Melansir SCMP, ia menjalani operasi kelopak mata ganda dan hidung yang memakan waktu lima jam. Setelah itu, ia menjalani prosedur sedot lemak di paha, kemudian lemak disuntikkan ke wajah dan payudaranya keesokan paginya, yang juga berlangsung selama lima jam.
Advertisement
Laporan Otopsi
Dilaporkan, tepat saat Liu keluar dari rumah sakit dan saat mencapai lift, perempuan tersebut tiba-tiba pingsan di klinik. Meski ada upaya darurat dari staf klinik, ia dibawa ke Rumah Sakit Rakyat Nanning Kedua, di mana dia dinyatakan meninggal pada sore harinya.
Laporan otopsi menunjukkan bahwa dia meninggal karena "gagal pernapasan akut akibat emboli paru setelah sedot lemak." Atas kejadian tersebut, keluarga Liu menggugat klinik tersebut di Pengadilan Rakyat Distrik Jiangnan di Kota Nanning, meminta kompensasi sebesar 1,18 juta yuan (Rp2,5 miliar).
"Klinik tersebut menawarkan saya 200 ribu yuan sebagai kompensasi. Saya mengatakan bahwa setidaknya satu juta yuan harus diberikan untuk kematian seseorang. Bahkan. jika kita membagi tanggung jawab, itu tetap harus setidaknya 500 ribu yuan. Saya menolak penyelesaian pribadi mereka, dan saya mengatakan kita harus pergi ke pengadilan saja," kata suami Liu.

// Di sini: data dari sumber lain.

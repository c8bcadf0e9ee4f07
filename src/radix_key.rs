//! Per-kind adapters for the radix engine.
//!
//! Each supported numeric type describes how the generic LSD engine should
//! see it: how wide it is, how to pull an 8-bit digit out of it, whether NaN
//! values must be set aside first, and whether the final pass has to split
//! buckets on the sign bit.

use crate::config::NumericKind;

/// A numeric type the radix engine knows how to sort.
///
/// `radix_bits` must return a value whose bytes, read from least to most
/// significant, sort the same way as the type's natural order. The one
/// exception is signed integers: they return their raw two's-complement
/// bits and set `SIGNED`, and the engine reorders the top byte's buckets.
pub trait RadixKey: Copy + PartialOrd + Default + Send + Sync + 'static {
    /// Tag used by the dispatcher and the buffer-reuse sorter.
    const KIND: NumericKind;
    /// Width of the key in bits. Always a multiple of 8.
    const BITS: u32;
    /// Slices shorter than this go to the comparison fallback.
    const MIN_SIZE: usize;
    /// Final pass places byte values `128..=255` before `0..=127`.
    const SIGNED: bool = false;
    /// Floating point kinds quarantine NaNs before sorting.
    const HAS_NAN: bool = false;
    /// Smallest value in natural order, used to seed the sortedness check.
    const LOWEST: Self;

    /// Bit pattern the digits are read from.
    fn radix_bits(self) -> u64;

    #[inline]
    fn is_nan(self) -> bool {
        false
    }

    /// Whether `self` followed by `next` is ascending. Never called with NaNs.
    #[inline(always)]
    fn in_order(self, next: Self) -> bool {
        self <= next
    }

    /// Comparison sort used for small slices.
    fn fallback_sort(slice: &mut [Self]);

    /// Number of 8-bit digit passes.
    #[inline]
    fn passes() -> usize {
        (Self::BITS as usize + 7) / 8
    }

    /// Byte `pass` of the key (0 is least significant).
    #[inline(always)]
    fn digit(self, pass: usize) -> usize {
        ((self.radix_bits() >> (pass * 8)) & 0xFF) as usize
    }
}

macro_rules! impl_unsigned {
    ($($t:ty => $kind:ident, $min_size:expr);* $(;)?) => {$(
        impl RadixKey for $t {
            const KIND: NumericKind = NumericKind::$kind;
            const BITS: u32 = <$t>::BITS;
            const MIN_SIZE: usize = $min_size;
            const LOWEST: Self = <$t>::MIN;

            #[inline(always)]
            fn radix_bits(self) -> u64 {
                self as u64
            }

            fn fallback_sort(slice: &mut [Self]) {
                slice.sort_unstable();
            }
        }
    )*};
}

macro_rules! impl_signed {
    ($($t:ty => $u:ty, $kind:ident, $min_size:expr);* $(;)?) => {$(
        impl RadixKey for $t {
            const KIND: NumericKind = NumericKind::$kind;
            const BITS: u32 = <$t>::BITS;
            const MIN_SIZE: usize = $min_size;
            const SIGNED: bool = true;
            const LOWEST: Self = <$t>::MIN;

            // Reinterpret through the unsigned twin so no sign extension
            // leaks into the upper bytes of narrow types.
            #[inline(always)]
            fn radix_bits(self) -> u64 {
                self as $u as u64
            }

            fn fallback_sort(slice: &mut [Self]) {
                slice.sort_unstable();
            }
        }
    )*};
}

impl_unsigned! {
    usize => Usize, 256;
    u32 => U32, 128;
    u64 => U64, 256;
}

impl_signed! {
    isize => usize, Isize, 256;
    i32 => u32, I32, 128;
    i64 => u64, I64, 256;
}

macro_rules! impl_float {
    ($($t:ty => $kind:ident, $bits:expr, $sign:expr);* $(;)?) => {$(
        impl RadixKey for $t {
            const KIND: NumericKind = NumericKind::$kind;
            const BITS: u32 = $bits;
            const MIN_SIZE: usize = 256;
            const HAS_NAN: bool = true;
            const LOWEST: Self = <$t>::NEG_INFINITY;

            #[inline(always)]
            fn radix_bits(self) -> u64 {
                let bits = self.to_bits();
                let flipped = if bits & $sign != 0 { !bits } else { bits | $sign };
                flipped as u64
            }

            #[inline(always)]
            fn is_nan(self) -> bool {
                <$t>::is_nan(self)
            }

            // Key order, so -0.0 followed by 0.0 is the only ascending pair
            #[inline(always)]
            fn in_order(self, next: Self) -> bool {
                self.radix_bits() <= next.radix_bits()
            }

            fn fallback_sort(slice: &mut [Self]) {
                let nans = quarantine_nans(slice);
                slice[nans..].sort_unstable_by(|a, b| a.total_cmp(b));
            }
        }
    )*};
}

impl_float! {
    f32 => F32, 32, 0x8000_0000u32;
    f64 => F64, 64, 0x8000_0000_0000_0000u64;
}

/// Moves every NaN to the front of `slice` and returns how many there were.
///
/// Single left-to-right pass; the relative order of the NaNs themselves is
/// not preserved.
pub fn quarantine_nans<T: RadixKey>(slice: &mut [T]) -> usize {
    if !T::HAS_NAN {
        return 0;
    }
    let mut nans = 0;
    for idx in 0..slice.len() {
        if slice[idx].is_nan() {
            slice.swap(nans, idx);
            nans += 1;
        }
    }
    nans
}
//! numsort command-line entry point
//!
//! Reads whitespace separated numbers from files or standard input, sorts
//! them with the radix engine and prints one per line.

use std::process;
use clap::{Arg, ArgAction, Command};

use numsort::{
    config::{NumericKind, SortConfig, SortConfigBuilder},
    error::{SortError, SortResult},
    run,
};

fn main() {
    let result = run_cli();
    match result {
        Ok(exit_code) => process::exit(exit_code),
        Err(e) => {
            eprintln!("numsort: {}", e);
            process::exit(e.exit_code());
        }
    }
}

fn run_cli() -> SortResult<i32> {
    let matches = build_cli().get_matches();
    let config = parse_config_from_matches(&matches)?;
    run(&config)
}

fn build_cli() -> Command {
    Command::new("numsort")
        .version(env!("CARGO_PKG_VERSION"))
        .override_usage("numsort [OPTION]... [FILE]...")
        .about("Sort whitespace separated numbers with a radix sort")
        .long_about("Sort whitespace separated numbers with a radix sort.\n\nInput tokens are parsed as the numeric kind given by --kind. Integer kinds also accept 0x-prefixed hexadecimal. Floating point NaN values sort before everything else.")

        // Input files
        .arg(Arg::new("files")
            .help("Input files to sort (use '-' or omit for stdin)")
            .num_args(0..)
            .value_name("FILE"))

        // Key kind
        .arg(Arg::new("kind")
            .short('t')
            .long("kind")
            .help("Numeric kind of the input keys: f32, f64, isize, i32, i64, usize, u32 or u64")
            .value_name("KIND")
            .default_value("u64"))

        // Output modifiers
        .arg(Arg::new("reverse")
            .short('r')
            .long("reverse")
            .help("Print keys in descending order")
            .action(ArgAction::SetTrue))
        .arg(Arg::new("unique")
            .short('u')
            .long("unique")
            .help("Output only the first of an equal run")
            .action(ArgAction::SetTrue))
        .arg(Arg::new("hex")
            .short('x')
            .long("hex")
            .help("Print integer keys as 0x-prefixed hexadecimal")
            .action(ArgAction::SetTrue))
        .arg(Arg::new("output")
            .short('o')
            .long("output")
            .help("Write result to FILE instead of standard output")
            .value_name("FILE"))

        // Operation modes
        .arg(Arg::new("check")
            .short('c')
            .long("check")
            .help("Check for sorted input; do not sort")
            .action(ArgAction::SetTrue))
        .arg(Arg::new("debug")
            .long("debug")
            .help("Print diagnostics about the sort to stderr")
            .action(ArgAction::SetTrue))
}

/// Parse configuration from command line matches
fn parse_config_from_matches(matches: &clap::ArgMatches) -> SortResult<SortConfig> {
    let mut builder = SortConfigBuilder::new();

    if let Some(kind) = matches.get_one::<String>("kind") {
        builder = builder.kind(kind.parse::<NumericKind>()?);
    }

    if matches.get_flag("reverse") {
        builder = builder.reverse();
    }
    if matches.get_flag("unique") {
        builder = builder.unique();
    }
    if matches.get_flag("hex") {
        builder = builder.hex();
    }
    if matches.get_flag("check") {
        builder = builder.check();
    }
    if let Some(output) = matches.get_one::<String>("output") {
        builder = builder.output_file(output.clone());
    }

    let config = builder
        .build()?
        .with_debug(matches.get_flag("debug"))
        .with_input_files(
            matches
                .get_many::<String>("files")
                .unwrap_or_default()
                .cloned()
                .collect(),
        );

    if config.input_files.len() > 1 && config.input_files.iter().any(|f| f == "-") {
        return Err(SortError::conflicting_options(
            "standard input cannot be combined with named files",
        ));
    }

    Ok(config)
}

#[cfg(test)]
mod tests {
    use super::*;

    #[test]
    fn test_parse_basic_config() {
        let app = build_cli();
        let matches = app
            .try_get_matches_from(["numsort", "-t", "i32", "-r"])
            .expect("Failed to parse test arguments");

        let config = parse_config_from_matches(&matches).expect("Failed to parse test config");

        assert_eq!(config.kind, NumericKind::I32);
        assert!(config.reverse);
        assert!(config.reading_from_stdin());
    }

    #[test]
    fn test_parse_complex_config() {
        let app = build_cli();
        let matches = app
            .try_get_matches_from([
                "numsort",
                "-u",
                "-x",
                "-o",
                "output.txt",
                "offsets.txt",
            ])
            .expect("Failed to parse test arguments");

        let config = parse_config_from_matches(&matches).expect("Failed to parse test config");

        assert_eq!(config.kind, NumericKind::U64);
        assert!(config.unique);
        assert!(config.hex);
        assert_eq!(config.output_file, Some("output.txt".to_string()));
        assert_eq!(config.input_files, vec!["offsets.txt".to_string()]);
    }

    #[test]
    fn test_conflicting_options() {
        let app = build_cli();
        let matches = app
            .try_get_matches_from(["numsort", "-c", "-u"])
            .expect("Failed to parse test arguments");
        assert!(parse_config_from_matches(&matches).is_err());

        let app = build_cli();
        let matches = app
            .try_get_matches_from(["numsort", "-t", "f64", "--hex"])
            .expect("Failed to parse test arguments");
        assert!(parse_config_from_matches(&matches).is_err());
    }

    #[test]
    fn test_unknown_kind_is_unsupported() {
        let app = build_cli();
        let matches = app
            .try_get_matches_from(["numsort", "-t", "i16"])
            .expect("Failed to parse test arguments");
        match parse_config_from_matches(&matches) {
            Err(SortError::UnsupportedKind { kind }) => assert_eq!(kind, "i16"),
            other => panic!("unexpected result: {other:?}"),
        }
    }

    #[test]
    fn test_kind_aliases() {
        let app = build_cli();
        let matches = app
            .try_get_matches_from(["numsort", "--kind", "float64", "-c"])
            .expect("Failed to parse test arguments");
        let config = parse_config_from_matches(&matches).expect("Failed to parse test config");
        assert_eq!(config.kind, NumericKind::F64);
        assert!(config.check);
    }
}
//! LSD radix sort for numeric slices
//!
//! This crate sorts slices of `f32`, `f64`, `isize`, `i32`, `i64`, `usize`,
//! `u32` and `u64` with a least-significant-digit radix sort over 8-bit
//! digits. Negative integers and floats are ordered correctly, NaNs are
//! moved to the front, already-sorted input exits after a single pass, and
//! a [`Sorter`] can keep scratch buffers alive across calls.
//!
//! ```
//! use numsort::{sort, Sequence};
//!
//! let mut offsets = vec![0x40u64, 0x10, 0x30, 0x10];
//! sort(Sequence::from(&mut offsets)).unwrap();
//! assert_eq!(offsets, [0x10, 0x10, 0x30, 0x40]);
//! ```

#![deny(unsafe_op_in_unsafe_fn)]
#![warn(clippy::all)]

pub mod error;
pub mod config;

// Sorting engine
pub mod radix_key;
pub mod radix_sort;
pub mod comparison_sort;
pub mod sequence;
pub mod sorter;

// Command-line driver
pub mod core_sort;

// Re-export commonly used types
pub use comparison_sort::Sortable;
pub use config::{NumericKind, SortConfig};
pub use error::{SortError, SortResult};
pub use radix_key::RadixKey;
pub use radix_sort::{sort_in_place, sort_with_scratch, try_sort_with_scratch};
pub use sequence::{sort, sort_to_copy, NumericVec, Sequence};
pub use sorter::Sorter;

/// Exit codes matching GNU sort
pub const EXIT_SUCCESS: i32 = 0;
pub const EXIT_FAILURE: i32 = 1;
pub const SORT_FAILURE: i32 = 2;

/// Runs the command-line operation described by `config`
pub fn run(config: &SortConfig) -> SortResult<i32> {
    let core_sort = crate::core_sort::CoreSort::new(config.clone());
    core_sort.sort()
}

Penyelidikan mengungkap bahwa klinik tersebut memiliki dokumen hukum yang diperlukan untuk melakukan prosedur tersebut. Sementara, kedua dokter yang terlibat dalam prosedur Liu juga berlisensi resmi.
Kata Klinik Kecantikan
Volume lemak yang diangkat pun mematuhi standar medis. Selama proses hukum, klinik tersebut bersikeras bahwa Liu memahami risiko terkait operasi kosmetik, dengan alasan bahwa laporan otopsi saja tidak mendukung klaim malapraktik.
Meski beberapa lembaga yang ditugaskan pengadilan meminta klinik untuk mengungkap standar perawatan mereka, klinik tersebut gagal mematuhinya. Awalnya, pengadilan memutuskan bahwa klinik tersebut sepenuhnya bertanggung jawab atas kematian Liu dan memerintahkan kompensasi lebih dari satu juta yuan (Rp2,1 miliar).
Namun, klinik tersebut mengajukan banding. Pada Agustus 2023, pengadilan merevisi kompensasi jadi 590 ribu yuan, hanya mengakui sebagian tanggung jawab klinik.
"Penilaian tersebut menyimpulkan bahwa klinik gagal menilai risiko emboli darah vena, mengidentifikasi kesalahan tertentu dalam praktik medis mereka yang secara kausal terkait dengan kematian pasien," kata Li Shan, seorang hakim di Pengadilan Rakyat Distrik Jiangnan, Kota Nanning.
Evaluasi ini menunjukkan bahwa kondisi fisik Liu mungkin berkontribusi terhadap kematiannya. Maka itu, muncul putusan mengenai tanggung jawab bersama antara Liu dan pihak klinik.